Hi Kevin, welcome to the ISO27k Forum.
You've partly answered your own question. If the analysis is too deep and too detailed, not only will the risk register be extensive but managing, maintaining and simply using it will be problematic. Significant risks may be 'lost among the weeds'. On top of that, you may be spending too much time and effort on analysis, leaving too little left over for treating the risks - and, by the way, learning more about them since risk treatments don't always work out as they should.
Conversely, if the analysis is too superficial/insufficiently detailed, you will probably miss or at least fail to understand significant risks. Risks may be misinterpreted, ignored, or otherwise mis-characterized. On the upside, less analysis means you'll be able to put more of your resources into treating the risks sooner than if you had waited to 'complete' the analysis [hint: it is never 'complete' in the real world!].
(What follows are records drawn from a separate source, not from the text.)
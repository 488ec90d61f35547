use thiserror::Error;
use tracing::debug;

use crate::cache::Cached;
use crate::config::ResumeConfig;
use crate::document::{DocumentError, DocumentStore};
use crate::extract::{find_name_components, find_phones};
use crate::redaction::{mask_digits, mask_text, RedactionEntry, RedactionRegistry};
use crate::types::identifiers::TextVersion;
use crate::types::records::{NameComponents, PhoneRecord};
use crate::types::snapshot::ResumeSnapshot;

#[derive(Debug, Error)]
pub enum ResumeError {
    #[error("No text has been set")]
    NotInitialized,

    #[error("No {0} found in text")]
    NotFound(&'static str),

    #[error("Text does not contain {0:?}")]
    LiteralNotFound(String),

    #[error("Content must be valid UTF-8")]
    InvalidUtf8(#[source] std::string::FromUtf8Error),
}

impl From<DocumentError> for ResumeError {
    fn from(err: DocumentError) -> Self {
        match err {
            DocumentError::NotInitialized => ResumeError::NotInitialized,
            DocumentError::InvalidUtf8(e) => ResumeError::InvalidUtf8(e),
        }
    }
}

pub type Result<T> = std::result::Result<T, ResumeError>;

/// A résumé held in memory: one text buffer, the fields derived from it, and
/// the log of reversible hides applied to it.
///
/// Derived fields are computed on first request and kept until the text
/// changes. Replacing the text (including through [`Resume::update_phone`])
/// forgets every pending hide, because masked spans refer to the old text.
///
/// `Resume` has no interior locking; share it behind a `Mutex` if more than
/// one owner needs it.
#[derive(Debug, Clone)]
pub struct Resume {
    config: ResumeConfig,
    document: DocumentStore,
    names: Cached<NameComponents>,
    phones: Cached<Vec<PhoneRecord>>,
    hidden: RedactionRegistry,
}

impl Resume {
    pub fn new() -> Self {
        Self::with_config(ResumeConfig::v0())
    }

    pub fn with_config(config: ResumeConfig) -> Self {
        Self {
            config,
            document: DocumentStore::new(),
            names: Cached::Unset,
            phones: Cached::Unset,
            hidden: RedactionRegistry::new(),
        }
    }

    pub fn config(&self) -> &ResumeConfig {
        &self.config
    }

    /// Replace the text. Cached fields and pending hides are dropped.
    pub fn set_text(&mut self, text: impl Into<String>) {
        self.document.set(text.into());
        self.reset_derived();
        debug!("Text set ({} bytes)", self.document.text().map_or(0, str::len));
    }

    /// Like [`Resume::set_text`] for raw bytes. Invalid UTF-8 leaves the
    /// engine exactly as it was.
    pub fn set_text_bytes(&mut self, raw_content: Vec<u8>) -> Result<()> {
        self.document.ingest(raw_content)?;
        self.reset_derived();
        Ok(())
    }

    /// Forget the text; the engine behaves as if it was never set.
    pub fn clear(&mut self) {
        self.document.clear();
        self.reset_derived();
    }

    pub fn text(&self) -> Result<&str> {
        Ok(self.document.text()?)
    }

    pub fn version(&self) -> Result<&TextVersion> {
        Ok(self.document.version()?)
    }

    /// All name parts, computed together from the leftmost full name.
    pub fn name_components(&mut self) -> Result<&NameComponents> {
        let version = self.document.version()?.clone();
        let text = self.document.text()?;
        let titles = &self.config.title_abbreviations;

        self.names.get_or_try_fill(&version, || {
            let found = find_name_components(text, titles).ok_or(ResumeError::NotFound("full name"));
            if let Ok(parts) = &found {
                debug!("Extracted full name {:?}", parts.full_name);
            }
            found
        })
    }

    pub fn full_name(&mut self) -> Result<&str> {
        Ok(&self.name_components()?.full_name)
    }

    pub fn first_name(&mut self) -> Result<&str> {
        Ok(&self.name_components()?.first_name)
    }

    /// `None` when the full name has only two words.
    pub fn middle_name(&mut self) -> Result<Option<&str>> {
        Ok(self.name_components()?.middle_name.as_deref())
    }

    pub fn last_name(&mut self) -> Result<&str> {
        Ok(&self.name_components()?.last_name)
    }

    /// Phones in the order they appear. Empty when there are none.
    pub fn phones(&mut self) -> Result<&[PhoneRecord]> {
        let version = self.document.version()?.clone();
        let text = self.document.text()?;

        let phones = self
            .phones
            .get_or_try_fill::<ResumeError>(&version, || Ok(find_phones(text)))?;
        Ok(phones.as_slice())
    }

    /// Replace the first occurrence of the current last name with `new_last_name`.
    ///
    /// The cached name follows the rename only when that occurrence is the
    /// last word of the full name; otherwise it is derived again on next read.
    pub fn update_last_name(&mut self, new_last_name: &str) -> Result<()> {
        let current = self.name_components()?.clone();
        let last_word_at = self
            .document
            .text()?
            .find(&current.full_name)
            .map(|start| start + current.full_name.len() - current.last_name.len());

        let Some(replaced_at) = self.document.replace_first(&current.last_name, new_last_name)? else {
            return Err(ResumeError::LiteralNotFound(current.last_name));
        };

        self.phones.invalidate();
        if last_word_at == Some(replaced_at) {
            let version = self.document.version()?.clone();
            self.names.store(version, current.with_last_name(new_last_name));
        } else {
            self.names.invalidate();
        }
        debug!("Last name {:?} -> {:?} at byte {}", current.last_name, new_last_name, replaced_at);
        Ok(())
    }

    /// Replace every occurrence of `old_phone.number` with `new_phone.number`.
    ///
    /// This reloads the text, so pending hides are dropped and cannot be
    /// restored afterwards.
    pub fn update_phone(&mut self, old_phone: &PhoneRecord, new_phone: &PhoneRecord) -> Result<()> {
        if !self.document.contains(&old_phone.number)? {
            return Err(ResumeError::LiteralNotFound(old_phone.number.clone()));
        }

        let replaced = self.document.replace_all(&old_phone.number, &new_phone.number)?;
        self.reset_derived();
        debug!("Phone {:?} -> {:?} ({} occurrences)", old_phone.number, new_phone.number, replaced);
        Ok(())
    }

    /// Mask the first occurrence of `piece`, keeping spaces, periods and `@`
    /// (see [`ResumeConfig::preserved`]).
    pub fn hide(&mut self, piece: &str) -> Result<()> {
        let masked = mask_text(piece, self.config.mask_char, &self.config.preserved);
        self.conceal(piece, masked)
    }

    /// Mask the digits of the first occurrence of `phone`.
    pub fn hide_phone(&mut self, phone: &str) -> Result<()> {
        let masked = mask_digits(phone, self.config.mask_char);
        self.conceal(phone, masked)
    }

    /// Undo every pending hide. Returns how many were put back; hides whose
    /// masked text has since disappeared are dropped silently.
    pub fn unhide_all(&mut self) -> Result<usize> {
        let restored = self.hidden.restore_into(&mut self.document)?;
        self.names.invalidate();
        self.phones.invalidate();
        debug!("Restored {} hidden pieces", restored);
        Ok(restored)
    }

    /// Pending hides, oldest first.
    pub fn hidden(&self) -> &[RedactionEntry] {
        self.hidden.entries()
    }

    pub fn snapshot(&self) -> Result<ResumeSnapshot> {
        Ok(ResumeSnapshot {
            version: self.document.version()?.clone(),
            text: self.document.text()?.to_string(),
            hidden: self.hidden.entries().to_vec(),
        })
    }

    fn conceal(&mut self, piece: &str, masked: String) -> Result<()> {
        if self.document.replace_first(piece, &masked)?.is_none() {
            return Err(ResumeError::LiteralNotFound(piece.to_string()));
        }

        self.names.invalidate();
        self.phones.invalidate();
        self.hidden.record(masked, piece.to_string());
        Ok(())
    }

    fn reset_derived(&mut self) {
        self.names.invalidate();
        self.phones.invalidate();
        self.hidden.clear();
    }
}

impl Default for Resume {
    fn default() -> Self {
        Self::new()
    }
}
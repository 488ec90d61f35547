use std::fmt;

use serde::{Deserialize, Serialize};

/// A phone number found in the buffer.
///
/// `region_code` and `extension` hold [`PhoneRecord::ABSENT`] when the
/// corresponding part was not written in the text.
#[derive(Debug, Clone, PartialEq, Eq, Hash, Serialize, Deserialize)]
pub struct PhoneRecord {
    /// The phone exactly as it appears in the text.
    pub number: String,
    pub region_code: i64,
    pub extension: i64,
}

impl PhoneRecord {
    pub const ABSENT: i64 = -1;

    pub fn new(number: impl Into<String>, region_code: i64, extension: i64) -> Self {
        Self {
            number: number.into(),
            region_code,
            extension,
        }
    }

    /// A record carrying only the literal number, e.g. a replacement for
    /// [`crate::Resume::update_phone`].
    pub fn from_number(number: impl Into<String>) -> Self {
        Self::new(number, Self::ABSENT, Self::ABSENT)
    }

    pub fn region_code(&self) -> Option<i64> {
        (self.region_code != Self::ABSENT).then_some(self.region_code)
    }

    pub fn extension(&self) -> Option<i64> {
        (self.extension != Self::ABSENT).then_some(self.extension)
    }
}

impl fmt::Display for PhoneRecord {
    fn fmt(&self, f: &mut fmt::Formatter<'_>) -> fmt::Result {
        f.write_str(&self.number)
    }
}

/// The full name and its parts. The parts are always derived from
/// `full_name`, never scanned independently.
#[derive(Debug, Clone, PartialEq, Eq, Serialize, Deserialize)]
pub struct NameComponents {
    pub full_name: String,
    pub first_name: String,
    pub middle_name: Option<String>,
    pub last_name: String,
}

impl NameComponents {
    /// Split a two or three word name on single spaces.
    ///
    /// Returns `None` for any other word count.
    pub fn from_full_name(full_name: &str) -> Option<Self> {
        let words: Vec<&str> = full_name.split(' ').collect();
        let (first, middle, last) = match words.as_slice() {
            [first, last] => (*first, None, *last),
            [first, middle, last] => (*first, Some(*middle), *last),
            _ => return None,
        };

        Some(Self {
            full_name: full_name.to_string(),
            first_name: first.to_string(),
            middle_name: middle.map(str::to_string),
            last_name: last.to_string(),
        })
    }

    /// Same person under a new last name; `full_name` is rebuilt from the parts.
    pub fn with_last_name(&self, last_name: &str) -> Self {
        let mut full_name = self.first_name.clone();
        if let Some(middle) = &self.middle_name {
            full_name.push(' ');
            full_name.push_str(middle);
        }
        full_name.push(' ');
        full_name.push_str(last_name);

        Self {
            full_name,
            first_name: self.first_name.clone(),
            middle_name: self.middle_name.clone(),
            last_name: last_name.to_string(),
        }
    }
}
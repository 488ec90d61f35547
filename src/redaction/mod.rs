pub mod mask;
pub mod registry;

pub use mask::{mask_digits, mask_text};
pub use registry::{RedactionEntry, RedactionRegistry};
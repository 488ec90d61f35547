use once_cell::sync::Lazy;
use regex::{Captures, Regex};
use tracing::{debug, warn};

use crate::types::records::PhoneRecord;

/// Optional region code (group 2), a seven digit core number, and an
/// optional extension (group 7). Whitespace around `ext` is ASCII only.
pub const PHONE_PATTERN: &str = r"(\(?([1-9][0-9]{2})\)?[-. ]*)?([1-9][0-9]{2})[-. ]*([0-9]{2})[-. ]*([0-9]{2})([ \t\n\x0B\f\r]*ext\.?[ \t\n\x0B\f\r]*([0-9]+))?";

const REGION_GROUP: usize = 2;
const EXTENSION_GROUP: usize = 7;

static PHONE_REGEX: Lazy<Regex> =
    Lazy::new(|| Regex::new(PHONE_PATTERN).expect("phone pattern is a valid regex"));

/// All non-overlapping phones in `text`, in order of appearance.
pub fn find_phones(text: &str) -> Vec<PhoneRecord> {
    let phones: Vec<PhoneRecord> = PHONE_REGEX.captures_iter(text).map(|caps| to_record(&caps)).collect();
    debug!("Found {} phones in {} bytes", phones.len(), text.len());
    phones
}

fn to_record(caps: &Captures<'_>) -> PhoneRecord {
    let number = caps.get(0).map_or("", |m| m.as_str());
    PhoneRecord::new(
        number,
        numeric_group(caps, REGION_GROUP),
        numeric_group(caps, EXTENSION_GROUP),
    )
}

fn numeric_group(caps: &Captures<'_>, index: usize) -> i64 {
    let Some(group) = caps.get(index) else {
        return PhoneRecord::ABSENT;
    };
    match group.as_str().parse() {
        Ok(value) => value,
        Err(e) => {
            warn!("Ignoring unparseable phone group {:?}: {}", group.as_str(), e);
            PhoneRecord::ABSENT
        }
    }
}

#[cfg(test)]
mod tests {
    use super::*;

    #[test]
    fn region_code_and_extension() {
        let phones = find_phones("Phone: (123) 456-7890 ext. 42");
        assert_eq!(phones.len(), 1);
        assert_eq!(phones[0].number, "(123) 456-7890 ext. 42");
        assert_eq!(phones[0].region_code, 123);
        assert_eq!(phones[0].extension, 42);
    }

    #[test]
    fn missing_groups_use_sentinel() {
        let phones = find_phones("home 456-7890");
        assert_eq!(phones, vec![PhoneRecord::new("456-7890", -1, -1)]);
    }

    #[test]
    fn keeps_document_order() {
        let phones = find_phones("work 234.567.8901, cell 987 654 3210ext7");
        let numbers: Vec<&str> = phones.iter().map(|p| p.number.as_str()).collect();
        assert_eq!(numbers, vec!["234.567.8901", "987 654 3210ext7"]);
        assert_eq!(phones[0].region_code, 234);
        assert_eq!(phones[1].extension, 7);
    }

    #[test]
    fn extension_needs_ascii_whitespace() {
        let phones = find_phones("456-7890 ext\tor 456-7890\u{00A0}ext 12");
        assert_eq!(phones.len(), 2);
        assert_eq!(phones[1].number, "456-7890");
        assert_eq!(phones[1].extension, PhoneRecord::ABSENT);

        let tabbed = find_phones("456-7890\text\t12");
        assert_eq!(tabbed[0].extension, 12);
    }

    #[test]
    fn no_phones_is_empty() {
        assert!(find_phones("Jo Li, no contact details").is_empty());
    }

    #[test]
    fn huge_extension_is_absent() {
        let phones = find_phones("456-7890 ext 99999999999999999999999");
        assert_eq!(phones[0].extension, PhoneRecord::ABSENT);
    }
}
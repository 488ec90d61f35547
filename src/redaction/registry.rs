use std::cmp::Reverse;

use chrono::{DateTime, Utc};
use serde::{Deserialize, Serialize};
use tracing::{debug, warn};

use crate::document::{DocumentError, DocumentStore};

/// One reversible hide: the masked text now in the buffer and what it replaced.
#[derive(Debug, Clone, PartialEq, Eq, Serialize, Deserialize)]
pub struct RedactionEntry {
    pub masked_form: String,
    pub original: String,
    pub hidden_at: DateTime<Utc>, // informational only
}

/// Log of live hides, keyed by masked form and kept in hide order.
///
/// At most one entry per masked form: recording a masked form that is already
/// present replaces the older entry.
#[derive(Debug, Clone, Default)]
pub struct RedactionRegistry {
    entries: Vec<RedactionEntry>,
}

impl RedactionRegistry {
    pub fn new() -> Self {
        Self::default()
    }

    /// Record a hide. Returns the entry it displaced, if any.
    pub fn record(&mut self, masked_form: String, original: String) -> Option<RedactionEntry> {
        let displaced = self
            .entries
            .iter()
            .position(|e| e.masked_form == masked_form)
            .map(|i| self.entries.remove(i));

        if let Some(old) = &displaced {
            warn!("Masked form {:?} already recorded; the older piece can no longer be restored", old.masked_form);
        }

        self.entries.push(RedactionEntry {
            masked_form,
            original,
            hidden_at: Utc::now(),
        });
        displaced
    }

    pub fn get(&self, masked_form: &str) -> Option<&RedactionEntry> {
        self.entries.iter().find(|e| e.masked_form == masked_form)
    }

    pub fn entries(&self) -> &[RedactionEntry] {
        &self.entries
    }

    pub fn len(&self) -> usize {
        self.entries.len()
    }

    pub fn is_empty(&self) -> bool {
        self.entries.is_empty()
    }

    pub fn clear(&mut self) {
        if !self.entries.is_empty() {
            debug!("Dropping {} unrestored redactions", self.entries.len());
        }
        self.entries.clear();
    }

    /// Put every original back in place of its masked form.
    ///
    /// Longer masked forms go first so a shorter one never lands inside a
    /// longer mask; equal lengths go newest hide first. Each entry is consumed
    /// exactly once. An entry whose masked form is no longer in the buffer is
    /// skipped. Returns the number of restorations.
    pub fn restore_into(&mut self, store: &mut DocumentStore) -> Result<usize, DocumentError> {
        store.text()?;

        let mut pending = std::mem::take(&mut self.entries);
        pending.reverse();
        pending.sort_by_key(|e| Reverse(e.masked_form.chars().count()));

        let mut restored = 0;
        for entry in pending {
            if store.replace_first(&entry.masked_form, &entry.original)?.is_some() {
                debug!("Restored {:?}", entry.masked_form);
                restored += 1;
            } else {
                warn!("Masked form {:?} not found in text; skipping", entry.masked_form);
            }
        }
        Ok(restored)
    }
}
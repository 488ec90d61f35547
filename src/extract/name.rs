use once_cell::sync::Lazy;
use regex::Regex;
use tracing::debug;

use crate::types::records::NameComponents;

/// Two or three name words separated by single spaces. A name word is an
/// uppercase latin letter, any lowercase latin letters, and a final lowercase
/// letter or period.
pub const NAME_PATTERN: &str = r"[A-Z][a-z]*[a-z.]( [A-Z][a-z]*[a-z.]){1,2}";

static NAME_REGEX: Lazy<Regex> =
    Lazy::new(|| Regex::new(NAME_PATTERN).expect("name pattern is a valid regex"));

/// Leftmost full name in `text`.
///
/// Matching is leftmost-first: a two word name that starts earlier wins over a
/// three word name that starts later. A candidate whose first word is one of
/// `titles` ("Mr.", "Dr.", ...) is skipped and the scan resumes after that word.
pub fn find_full_name<'t>(text: &'t str, titles: &[String]) -> Option<&'t str> {
    let mut start = 0;
    loop {
        let found = NAME_REGEX.find_at(text, start)?;
        let candidate = found.as_str();
        let first_word = candidate.split(' ').next().unwrap_or(candidate);

        if titles.iter().any(|title| title == first_word) {
            debug!("Skipping title {:?} at byte {}", first_word, found.start());
            start = found.start() + first_word.len();
            continue;
        }

        return Some(candidate);
    }
}

pub fn find_name_components(text: &str, titles: &[String]) -> Option<NameComponents> {
    find_full_name(text, titles).and_then(NameComponents::from_full_name)
}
Somewhere between those extremes is a happy medium ... but exactly where that is depends on factors such as the nature and maturity of the business and the people involved in the analysis. For example, an organization just setting out on the road towards ISO27k compliance is well advised to pick out and focus on a few 'obvious' information risks first, get to grips with them and treat them, all while gradually gaining experience and maturing. In time, expanding the depth of analysis may be appropriate, particularly for risks that seem to be 'significant', or where incidents and near misses suggest that the risks are worse than they appear, and perhaps weren't even recognized as such. An organization that is critically dependent on information, especially one facing substantial threats and constraints such as legal and regulatory compliance obligations imposed upon it, is in a different position to ... one that isn't!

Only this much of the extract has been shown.